I will stop when it hurts enough.

I am noticing today how much better my mind feels when I read, when I listen to intellectually provocative material, when I engage myself in an inquiry not just of self, but of the media I take in.  When I push.  Laying/sitting/reclining in the bed day in and day out has some sort of knock-on effect of relaxing my ability to coalesce thought.  I am not treating my writing as the honorable, necessary exercise that it is.  As the lover I love, who loves me so desperately that he calls to me at all hours, murmurs in my ear, pets my arm and says “Let’s just try, it’s only just for us.”  In response, I shift and turn my back and say, just one more video, just one more act of creative voyeurism, the release of looking at worlds made and projects lifted up to the light.   I know the muse feels the coldness, I know the muse feels regret.  We could be so good together if I could just let it in.

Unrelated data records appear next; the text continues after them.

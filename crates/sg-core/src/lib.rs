//! Core functionality for the swipe gallery
//!
//! This crate provides the position/gesture engine: circular index arithmetic,
//! the visibility window, the drag gesture state machine, the buffer-mode drag
//! offset and the controller that composes them. It knows nothing about
//! rendering; a renderer drives it through plain function calls.

pub mod circular;
pub mod config;
pub mod error;
pub mod gesture;
pub mod position;
pub mod window;

// Re-export commonly used types
pub use config::{CollectionSpec, GalleryConfig, Orientation};
pub use error::{GalleryError, Result};
pub use gesture::{
    BufferTracker, Direction, GestureInterpreter, GestureOutcome, GesturePhase,
    GestureSession, PointerSample,
};
pub use position::{PositionController, PositionState, PositionSubscriber};
pub use window::{RenderSlot, VisibilityWindow};
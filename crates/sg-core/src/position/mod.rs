//! Current position within the circular collection

mod controller;
mod subscriber;

pub use controller::{ChangeCallback, PositionController};
pub use subscriber::PositionSubscriber;

/// Current index, kept valid for the collection it belongs to
///
/// `None` while the collection is empty.
#[derive(Debug, Clone, Copy, PartialEq, Eq, Default)]
pub struct PositionState {
    current_index: Option<usize>,
}

impl PositionState {
    /// Initial state for a collection of `total` items
    pub fn for_collection(total: usize) -> Self {
        Self {
            current_index: (total > 0).then_some(0),
        }
    }

    pub fn current_index(&self) -> Option<usize> {
        self.current_index
    }

    pub(crate) fn set(&mut self, index: usize) {
        self.current_index = Some(index);
    }

    /// Bring the index back into range after the collection size changed
    pub fn rewrap(&mut self, total: usize) {
        self.current_index = if total == 0 {
            None
        } else {
            Some(self.current_index.map_or(0, |index| index % total))
        };
    }
}

#[cfg(test)]
mod tests {
    use super::*;

    #[test]
    fn test_initial_state() {
        assert_eq!(PositionState::for_collection(5).current_index(), Some(0));
        assert_eq!(PositionState::for_collection(0).current_index(), None);
    }

    #[test]
    fn test_rewrap() {
        let mut state = PositionState::for_collection(10);
        state.set(7);
        state.rewrap(5);
        assert_eq!(state.current_index(), Some(2));
        state.rewrap(0);
        assert_eq!(state.current_index(), None);
        state.rewrap(3);
        assert_eq!(state.current_index(), Some(0));
    }
}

Every now and then, though, I sit up and I say.  Okay.  I say, if you’re sure we’re not going to make this a big deal.  If we’re just going to play.  The pilot light bursts forth in a shroud of heavenly blue, the shoulders release, the dancers stretch their legs.  The muse and I climb beyond the bay window and walk down to the water and watch this far-distant ship slowly turn and bring itself into the harbor.  After what feels like hours of waiting, it finally drops anchor and all of the pirates jump over the the hull and swing ropes onto shore.  The dancers emerge and guide them up off the beach and in the rough-hewn, thatched-roof cantina, we drink with them and listen to their adventures.  Their hungers, their thirsts, their old shanty songs and we take notes.  They don’t mind us eavesdropping, not so long as we let them dance with the dancers and drink all the mead.  Eventually, they drop, drunk, exhausted and drained of all their stories and we crawl away so as not to wake them.  There are only a few hours left until sunrise and they won’t be here in the morning.

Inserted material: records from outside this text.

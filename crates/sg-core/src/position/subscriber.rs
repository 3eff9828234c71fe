//! Position subscriber trait

use crate::window::VisibilityWindow;

/// Trait for components that need to respond to position changes
pub trait PositionSubscriber: Send + Sync {
    /// Called once per discrete transition with the new index and window
    fn on_position_change(&self, index: usize, window: &VisibilityWindow);
}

Every now and then, the notes are readable, they make a sort of map.  And every now and then, the muse and I climb up over the bluff, and eastward, and south-south-eastward, and look for the stand of three threes that reach up as if in prayer.  We use branches and invented shovels, and sweat away just at dawn, just as the sky moves from its groves of oranges and violets to that first breath of heavenly blue and dig at the red x.  Deeper and deeper into the sandy soil, until there is a thump.  We’ve hit something.

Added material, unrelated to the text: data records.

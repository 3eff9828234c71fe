//! Gesture state machine: Idle -> Active -> Idle

use crate::config::Orientation;
use crate::error::{GalleryError, Result};

use super::{Direction, GestureOutcome, GesturePhase, PointerSample};

/// State of one drag, alive between its Start and End samples
#[derive(Debug, Clone, Copy, PartialEq)]
pub struct GestureSession {
    origin: PointerSample,
    axis: Orientation,
    last_delta: f32,
}

impl GestureSession {
    fn open(origin: PointerSample, axis: Orientation) -> Self {
        Self { origin, axis, last_delta: 0.0 }
    }

    /// Signed distance along the axis from the origin to `sample`
    fn delta_to(&self, sample: PointerSample) -> f32 {
        self.axis.coordinate(sample) - self.axis.coordinate(self.origin)
    }

    pub fn origin(&self) -> PointerSample {
        self.origin
    }

    pub fn axis(&self) -> Orientation {
        self.axis
    }

    /// Distance along the axis at the most recent sample
    pub fn last_delta(&self) -> f32 {
        self.last_delta
    }
}

/// Converts Start/Move/End samples into a single discrete decision
///
/// The decision is made once, when the session closes. A negative final delta
/// (dragging left or up) of at least the threshold means Forward; a positive
/// one means Backward.
#[derive(Debug, Clone)]
pub struct GestureInterpreter {
    axis: Orientation,
    threshold: f32,
    session: Option<GestureSession>,
}

impl GestureInterpreter {
    pub fn new(axis: Orientation, threshold: f32) -> Self {
        Self {
            axis,
            threshold: threshold.abs(),
            session: None,
        }
    }

    pub fn is_active(&self) -> bool {
        self.session.is_some()
    }

    pub fn session(&self) -> Option<&GestureSession> {
        self.session.as_ref()
    }

    /// Open a session at `sample`
    ///
    /// A session already open is discarded and replaced; returns `true` when
    /// that happened.
    pub fn start(&mut self, sample: PointerSample) -> bool {
        let replaced = self.session.is_some();
        if replaced {
            tracing::debug!("Gesture restarted at ({}, {})", sample.x, sample.y);
        }
        self.session = Some(GestureSession::open(sample, self.axis));
        replaced
    }

    /// Record a move sample and return the new delta
    pub fn update(&mut self, sample: PointerSample) -> Result<f32> {
        let session = self
            .session
            .as_mut()
            .ok_or(GalleryError::MalformedGestureSequence { phase: GesturePhase::Move })?;
        session.last_delta = session.delta_to(sample);
        tracing::trace!("Gesture delta {}", session.last_delta);
        Ok(session.last_delta)
    }

    /// Close the session at `sample` and decide
    pub fn finish(&mut self, sample: PointerSample) -> Result<GestureOutcome> {
        let session = self
            .session
            .take()
            .ok_or(GalleryError::MalformedGestureSequence { phase: GesturePhase::End })?;
        let final_delta = session.delta_to(sample);

        let outcome = if final_delta <= -self.threshold {
            GestureOutcome::Transition(Direction::Forward)
        } else if final_delta >= self.threshold {
            GestureOutcome::Transition(Direction::Backward)
        } else {
            GestureOutcome::NoTransition
        };
        tracing::debug!("Gesture ended with delta {} -> {:?}", final_delta, outcome);
        Ok(outcome)
    }

    /// Drop the open session without deciding; returns `true` if one was open
    pub fn cancel(&mut self) -> bool {
        self.session.take().is_some()
    }
}

#[cfg(test)]
mod tests {
    use super::*;

    fn sample(x: f32, y: f32) -> PointerSample {
        PointerSample::new(x, y)
    }

    fn swipe(interpreter: &mut GestureInterpreter, dx: f32, dy: f32) -> GestureOutcome {
        let start = 400.0;
        interpreter.start(sample(start, start));
        interpreter.update(sample(start + dx, start + dy)).unwrap();
        interpreter.finish(sample(start + dx + dx, start + dy + dy)).unwrap()
    }

    #[test]
    fn test_horizontal_swipes() {
        let mut interpreter = GestureInterpreter::new(Orientation::Horizontal, 50.0);
        assert_eq!(swipe(&mut interpreter, -50.0, 0.0), GestureOutcome::Transition(Direction::Forward));
        assert_eq!(swipe(&mut interpreter, 50.0, 0.0), GestureOutcome::Transition(Direction::Backward));
        assert!(!interpreter.is_active());
    }

    #[test]
    fn test_vertical_swipes_ignore_x() {
        let mut interpreter = GestureInterpreter::new(Orientation::Vertical, 50.0);
        assert_eq!(swipe(&mut interpreter, 0.0, -50.0), GestureOutcome::Transition(Direction::Forward));
        assert_eq!(swipe(&mut interpreter, 0.0, 50.0), GestureOutcome::Transition(Direction::Backward));
        assert_eq!(swipe(&mut interpreter, -200.0, 0.0), GestureOutcome::NoTransition);
    }

    #[test]
    fn test_threshold_is_inclusive() {
        let mut interpreter = GestureInterpreter::new(Orientation::Horizontal, 50.0);
        interpreter.start(sample(100.0, 0.0));
        assert_eq!(interpreter.finish(sample(50.0, 0.0)).unwrap(), GestureOutcome::Transition(Direction::Forward));

        interpreter.start(sample(100.0, 0.0));
        assert_eq!(interpreter.finish(sample(150.0, 0.0)).unwrap(), GestureOutcome::Transition(Direction::Backward));

        interpreter.start(sample(100.0, 0.0));
        assert_eq!(interpreter.finish(sample(50.5, 0.0)).unwrap(), GestureOutcome::NoTransition);
    }

    #[test]
    fn test_decision_uses_end_sample_not_last_move() {
        let mut interpreter = GestureInterpreter::new(Orientation::Horizontal, 50.0);
        interpreter.start(sample(400.0, 0.0));
        interpreter.update(sample(200.0, 0.0)).unwrap();
        assert_eq!(interpreter.finish(sample(390.0, 0.0)).unwrap(), GestureOutcome::NoTransition);
    }

    #[test]
    fn test_move_reports_delta() {
        let mut interpreter = GestureInterpreter::new(Orientation::Horizontal, 50.0);
        interpreter.start(sample(400.0, 400.0));
        assert_eq!(interpreter.update(sample(350.0, 420.0)).unwrap(), -50.0);
        assert_eq!(interpreter.session().unwrap().last_delta(), -50.0);
        assert_eq!(interpreter.session().unwrap().origin(), sample(400.0, 400.0));
    }

    #[test]
    fn test_stray_samples_are_malformed() {
        let mut interpreter = GestureInterpreter::new(Orientation::Horizontal, 50.0);
        assert!(matches!(
            interpreter.finish(sample(0.0, 0.0)),
            Err(GalleryError::MalformedGestureSequence { phase: GesturePhase::End })
        ));
        assert!(matches!(
            interpreter.update(sample(0.0, 0.0)),
            Err(GalleryError::MalformedGestureSequence { phase: GesturePhase::Move })
        ));

        // Duplicate end after a completed gesture
        interpreter.start(sample(0.0, 0.0));
        interpreter.finish(sample(-100.0, 0.0)).unwrap();
        assert!(interpreter.finish(sample(-100.0, 0.0)).is_err());
    }

    #[test]
    fn test_second_start_restarts_session() {
        let mut interpreter = GestureInterpreter::new(Orientation::Horizontal, 50.0);
        assert!(!interpreter.start(sample(400.0, 0.0)));
        interpreter.update(sample(300.0, 0.0)).unwrap();

        assert!(interpreter.start(sample(100.0, 0.0)));
        let session = interpreter.session().unwrap();
        assert_eq!(session.origin(), sample(100.0, 0.0));
        assert_eq!(session.last_delta(), 0.0);

        // Measured from the new origin: only 20 units
        assert_eq!(interpreter.finish(sample(80.0, 0.0)).unwrap(), GestureOutcome::NoTransition);
    }

    #[test]
    fn test_cancel() {
        let mut interpreter = GestureInterpreter::new(Orientation::Horizontal, 50.0);
        assert!(!interpreter.cancel());
        interpreter.start(sample(0.0, 0.0));
        assert!(interpreter.cancel());
        assert!(!interpreter.is_active());
        assert!(interpreter.finish(sample(-100.0, 0.0)).is_err());
    }
}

Every now and then we open the chest and it is not empty.  It carries in it another map that the water and acid of the soil has not tainted.  And every now and then, though our arms are tired and we’re keen for a picnic, the muse and I will follow that map to the next.  We will go until once in a very great while, when we’ve forgotten the clever pirates’ great claims of riches and spoils and are only concerned over discovering the next Red X, and we’ll use our dirt-stuffed fingernails to claw open a chest that holds no map.

It will seem empty at first.  But we’ll sit still, blinking at it and at each other for a very long while.  It feels different, the muse will say.  It does, I will say. It feels like an ending.   Satisfied, aching, under a heavenly blue made dark save for its map of stars, we’ll head back to the shoreline and try to sleep.